──────── Exercise input

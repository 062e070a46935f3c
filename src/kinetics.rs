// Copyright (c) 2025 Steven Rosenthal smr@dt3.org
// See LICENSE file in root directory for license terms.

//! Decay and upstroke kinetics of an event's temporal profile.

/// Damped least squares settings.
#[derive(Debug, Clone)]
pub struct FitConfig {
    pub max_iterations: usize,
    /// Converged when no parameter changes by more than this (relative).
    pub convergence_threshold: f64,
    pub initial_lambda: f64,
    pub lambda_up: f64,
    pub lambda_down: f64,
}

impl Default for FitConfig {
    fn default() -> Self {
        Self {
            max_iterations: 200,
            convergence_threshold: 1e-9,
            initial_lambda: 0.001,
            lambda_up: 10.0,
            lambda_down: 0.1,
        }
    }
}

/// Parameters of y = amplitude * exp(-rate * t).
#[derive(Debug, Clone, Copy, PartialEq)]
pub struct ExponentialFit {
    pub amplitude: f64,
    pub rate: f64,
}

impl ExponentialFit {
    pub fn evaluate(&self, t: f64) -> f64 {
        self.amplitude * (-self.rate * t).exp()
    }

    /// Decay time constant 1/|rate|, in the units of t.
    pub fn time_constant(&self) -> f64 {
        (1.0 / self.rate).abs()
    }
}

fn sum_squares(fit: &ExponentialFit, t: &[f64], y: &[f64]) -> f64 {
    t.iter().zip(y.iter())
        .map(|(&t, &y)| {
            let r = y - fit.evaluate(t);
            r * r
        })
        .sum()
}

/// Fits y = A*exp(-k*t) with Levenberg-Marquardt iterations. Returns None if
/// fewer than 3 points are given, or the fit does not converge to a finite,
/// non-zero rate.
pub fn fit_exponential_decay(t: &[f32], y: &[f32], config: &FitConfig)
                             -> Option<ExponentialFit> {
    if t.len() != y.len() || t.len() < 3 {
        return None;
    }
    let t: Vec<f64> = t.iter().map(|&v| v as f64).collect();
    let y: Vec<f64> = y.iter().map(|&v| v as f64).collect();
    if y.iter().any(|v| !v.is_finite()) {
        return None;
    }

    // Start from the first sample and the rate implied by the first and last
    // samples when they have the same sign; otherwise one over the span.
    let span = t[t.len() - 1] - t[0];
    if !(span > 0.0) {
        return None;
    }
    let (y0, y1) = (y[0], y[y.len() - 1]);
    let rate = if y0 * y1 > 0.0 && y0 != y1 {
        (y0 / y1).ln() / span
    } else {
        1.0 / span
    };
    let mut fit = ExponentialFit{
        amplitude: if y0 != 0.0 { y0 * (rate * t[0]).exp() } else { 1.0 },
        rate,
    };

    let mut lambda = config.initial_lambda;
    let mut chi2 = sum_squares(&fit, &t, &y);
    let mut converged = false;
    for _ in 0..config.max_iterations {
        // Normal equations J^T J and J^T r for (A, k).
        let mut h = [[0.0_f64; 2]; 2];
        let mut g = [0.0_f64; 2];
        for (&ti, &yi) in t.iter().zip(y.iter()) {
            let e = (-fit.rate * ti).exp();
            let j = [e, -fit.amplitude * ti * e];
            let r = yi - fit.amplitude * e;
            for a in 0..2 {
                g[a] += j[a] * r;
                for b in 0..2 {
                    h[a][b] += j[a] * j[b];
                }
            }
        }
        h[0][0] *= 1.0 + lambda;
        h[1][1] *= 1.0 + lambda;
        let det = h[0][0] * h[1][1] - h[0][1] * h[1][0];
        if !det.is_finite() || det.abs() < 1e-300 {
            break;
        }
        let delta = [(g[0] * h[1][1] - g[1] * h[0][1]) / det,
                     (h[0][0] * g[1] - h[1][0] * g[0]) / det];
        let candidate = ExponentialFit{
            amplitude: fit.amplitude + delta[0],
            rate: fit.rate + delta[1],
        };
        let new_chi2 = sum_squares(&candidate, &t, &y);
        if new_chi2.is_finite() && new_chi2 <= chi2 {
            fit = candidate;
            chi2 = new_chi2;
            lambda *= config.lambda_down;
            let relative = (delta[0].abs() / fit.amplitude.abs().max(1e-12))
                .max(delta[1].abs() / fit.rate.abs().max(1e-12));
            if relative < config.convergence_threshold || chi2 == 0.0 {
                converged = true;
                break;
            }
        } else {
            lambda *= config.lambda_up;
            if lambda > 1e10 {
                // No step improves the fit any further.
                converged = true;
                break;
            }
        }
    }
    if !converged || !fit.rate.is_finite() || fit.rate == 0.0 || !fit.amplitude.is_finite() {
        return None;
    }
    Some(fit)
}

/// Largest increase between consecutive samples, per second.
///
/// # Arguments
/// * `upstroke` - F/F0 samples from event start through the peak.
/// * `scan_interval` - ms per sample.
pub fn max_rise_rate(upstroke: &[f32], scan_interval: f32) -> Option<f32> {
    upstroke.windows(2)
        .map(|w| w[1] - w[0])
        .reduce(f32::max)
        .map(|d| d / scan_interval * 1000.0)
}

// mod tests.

────────────────
──────── Exercise input

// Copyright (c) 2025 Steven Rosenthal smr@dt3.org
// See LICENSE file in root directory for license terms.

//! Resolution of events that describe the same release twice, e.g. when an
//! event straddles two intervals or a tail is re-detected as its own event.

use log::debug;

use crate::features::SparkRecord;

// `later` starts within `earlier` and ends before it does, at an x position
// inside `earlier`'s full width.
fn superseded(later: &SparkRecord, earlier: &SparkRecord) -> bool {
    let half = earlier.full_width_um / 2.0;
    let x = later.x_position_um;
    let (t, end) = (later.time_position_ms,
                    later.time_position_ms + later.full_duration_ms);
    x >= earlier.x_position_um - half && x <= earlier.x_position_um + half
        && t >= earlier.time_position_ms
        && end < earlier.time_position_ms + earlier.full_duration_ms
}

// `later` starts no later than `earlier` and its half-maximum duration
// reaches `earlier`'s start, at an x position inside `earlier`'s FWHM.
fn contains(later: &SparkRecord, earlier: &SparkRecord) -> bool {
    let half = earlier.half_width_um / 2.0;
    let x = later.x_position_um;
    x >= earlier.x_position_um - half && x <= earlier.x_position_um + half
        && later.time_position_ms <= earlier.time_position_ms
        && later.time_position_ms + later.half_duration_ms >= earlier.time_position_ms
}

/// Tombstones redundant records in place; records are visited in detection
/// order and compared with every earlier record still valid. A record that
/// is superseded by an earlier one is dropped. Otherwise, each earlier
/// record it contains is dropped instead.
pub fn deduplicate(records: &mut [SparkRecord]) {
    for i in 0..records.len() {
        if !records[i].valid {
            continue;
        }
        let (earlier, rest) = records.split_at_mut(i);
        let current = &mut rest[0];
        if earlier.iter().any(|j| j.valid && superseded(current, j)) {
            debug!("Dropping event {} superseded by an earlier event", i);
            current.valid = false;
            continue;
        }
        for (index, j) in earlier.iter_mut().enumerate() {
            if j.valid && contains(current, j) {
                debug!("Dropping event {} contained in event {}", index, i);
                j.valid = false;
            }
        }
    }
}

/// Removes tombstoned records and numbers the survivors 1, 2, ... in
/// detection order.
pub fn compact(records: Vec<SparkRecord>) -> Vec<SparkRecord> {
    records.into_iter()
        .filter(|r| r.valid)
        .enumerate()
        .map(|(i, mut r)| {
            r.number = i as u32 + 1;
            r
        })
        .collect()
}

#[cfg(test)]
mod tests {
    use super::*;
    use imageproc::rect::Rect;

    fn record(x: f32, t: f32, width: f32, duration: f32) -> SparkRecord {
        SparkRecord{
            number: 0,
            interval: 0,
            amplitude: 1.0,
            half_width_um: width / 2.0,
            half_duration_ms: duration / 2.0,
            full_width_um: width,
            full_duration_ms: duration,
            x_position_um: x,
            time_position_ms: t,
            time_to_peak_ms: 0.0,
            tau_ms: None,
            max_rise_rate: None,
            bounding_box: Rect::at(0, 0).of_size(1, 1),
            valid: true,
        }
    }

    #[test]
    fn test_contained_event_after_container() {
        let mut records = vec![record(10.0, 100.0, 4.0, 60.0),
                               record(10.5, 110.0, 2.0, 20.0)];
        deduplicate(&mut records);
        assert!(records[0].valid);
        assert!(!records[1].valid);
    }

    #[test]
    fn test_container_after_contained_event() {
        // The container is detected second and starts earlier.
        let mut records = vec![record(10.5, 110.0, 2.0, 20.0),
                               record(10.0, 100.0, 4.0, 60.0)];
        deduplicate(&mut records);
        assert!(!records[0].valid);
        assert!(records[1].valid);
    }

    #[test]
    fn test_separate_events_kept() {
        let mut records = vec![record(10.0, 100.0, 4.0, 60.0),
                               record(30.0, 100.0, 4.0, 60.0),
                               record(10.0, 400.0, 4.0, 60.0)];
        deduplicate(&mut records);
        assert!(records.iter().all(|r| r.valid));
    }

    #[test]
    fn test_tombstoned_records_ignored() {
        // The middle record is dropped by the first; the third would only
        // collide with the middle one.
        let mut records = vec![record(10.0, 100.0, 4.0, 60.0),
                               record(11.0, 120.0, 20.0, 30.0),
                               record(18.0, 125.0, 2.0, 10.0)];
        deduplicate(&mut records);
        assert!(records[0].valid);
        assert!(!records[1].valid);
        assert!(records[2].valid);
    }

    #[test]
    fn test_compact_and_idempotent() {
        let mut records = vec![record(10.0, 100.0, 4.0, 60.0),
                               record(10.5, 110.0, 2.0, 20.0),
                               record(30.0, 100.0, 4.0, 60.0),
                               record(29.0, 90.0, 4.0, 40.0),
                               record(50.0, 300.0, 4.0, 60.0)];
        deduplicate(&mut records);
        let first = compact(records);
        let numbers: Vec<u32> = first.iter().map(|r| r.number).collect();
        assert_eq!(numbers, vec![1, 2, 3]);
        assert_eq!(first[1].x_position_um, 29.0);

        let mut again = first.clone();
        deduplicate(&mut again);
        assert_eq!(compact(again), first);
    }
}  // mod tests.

────────────────

**What you will do:**
In the records, which lines use the word "later"? Report them.

**Answer space:**
// `later` starts within `earlier` and ends before it does, at an x position
fn superseded(later: &SparkRecord, earlier: &SparkRecord) -> bool {
    let x = later.x_position_um;
    let (t, end) = (later.time_position_ms,
                    later.time_position_ms + later.full_duration_ms);
// `later` starts no later than `earlier` and its half-maximum duration
fn contains(later: &SparkRecord, earlier: &SparkRecord) -> bool {
    let x = later.x_position_um;
        && later.time_position_ms <= earlier.time_position_ms
        && later.time_position_ms + later.half_duration_ms >= earlier.time_position_ms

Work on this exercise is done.